### Exercise data

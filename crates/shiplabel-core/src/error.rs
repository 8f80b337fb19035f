//! Error types for the shiplabel-core library.

use thiserror::Error;

/// Main error type for the shiplabel library.
#[derive(Error, Debug)]
pub enum LabelError {
    /// PDF reading or writing error.
    #[error("PDF error: {0}")]
    Pdf(#[from] PdfError),

    /// Field extraction setup error.
    #[error("extraction error: {0}")]
    Extraction(#[from] ExtractionError),

    /// Label synthesis error.
    #[error("synthesis error: {0}")]
    Synthesis(#[from] SynthesisError),

    /// Barcode encoding error.
    #[error("barcode error: {0}")]
    Barcode(#[from] BarcodeError),

    /// Archive or merged-document packaging error.
    #[error("packaging error: {0}")]
    Package(#[from] PackageError),

    /// Image processing error.
    #[error("image error: {0}")]
    Image(#[from] image::ImageError),

    /// I/O error.
    #[error("I/O error: {0}")]
    Io(#[from] std::io::Error),

    /// Configuration error.
    #[error("configuration error: {0}")]
    Config(String),
}

/// Errors related to PDF processing.
#[derive(Error, Debug)]
pub enum PdfError {
    /// Failed to open/parse the PDF file.
    #[error("failed to parse PDF: {0}")]
    Parse(String),

    /// Failed to extract text from PDF.
    #[error("failed to extract text: {0}")]
    TextExtraction(String),

    /// The PDF is encrypted and cannot be processed.
    #[error("PDF is encrypted")]
    Encrypted,

    /// The PDF is empty or has no pages.
    #[error("PDF has no pages")]
    NoPages,

    /// Invalid page number requested.
    #[error("invalid page number: {0}")]
    InvalidPage(u32),

    /// Failed to serialize a generated PDF.
    #[error("failed to write PDF: {0}")]
    Write(String),
}

/// Errors raised while building field extractors.
///
/// Extraction itself never fails; a missing field is an empty value.
#[derive(Error, Debug)]
pub enum ExtractionError {
    /// A configured label or prefix produced an unusable pattern.
    #[error("invalid pattern for {field}: {reason}")]
    InvalidPattern { field: String, reason: String },
}

/// Errors related to label synthesis.
#[derive(Error, Debug)]
pub enum SynthesisError {
    /// Piece count is zero, negative or out of range.
    #[error("invalid piece count {count} for shipment {reference:?}")]
    InvalidPieceCount { reference: String, count: i64 },
}

/// Errors related to Code 128 encoding.
#[derive(Error, Debug)]
pub enum BarcodeError {
    /// Nothing to encode.
    #[error("barcode payload is empty")]
    EmptyPayload,

    /// The payload holds a character Code 128 cannot represent.
    #[error("character {character:?} at position {position} cannot be encoded as Code 128")]
    UnsupportedCharacter { character: char, position: usize },

    /// The raster could not be produced or encoded.
    #[error("failed to render barcode image: {0}")]
    Raster(String),
}

/// Errors related to packaging labels for delivery.
#[derive(Error, Debug)]
pub enum PackageError {
    /// There are no labels to package.
    #[error("no labels to package")]
    Empty,

    /// Failed to build the ZIP archive.
    #[error("failed to build archive: {0}")]
    Archive(String),

    /// Failed to merge label pages into one document.
    #[error("failed to merge labels: {0}")]
    Merge(String),
}

/// Result type for the shiplabel library.
pub type Result<T> = std::result::Result<T, LabelError>;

######

In the entries above, restate word for word the lines between the one holding "merged-document packaging error." and the one holding "pub enum PdfError", inclusive, and nothing besides.

    /// Archive or merged-document packaging error.
    #[error("packaging error: {0}")]
    Package(#[from] PackageError),

    /// Image processing error.
    #[error("image error: {0}")]
    Image(#[from] image::ImageError),

    /// I/O error.
    #[error("I/O error: {0}")]
    Io(#[from] std::io::Error),

    /// Configuration error.
    #[error("configuration error: {0}")]
    Config(String),
}

/// Errors related to PDF processing.
#[derive(Error, Debug)]
pub enum PdfError {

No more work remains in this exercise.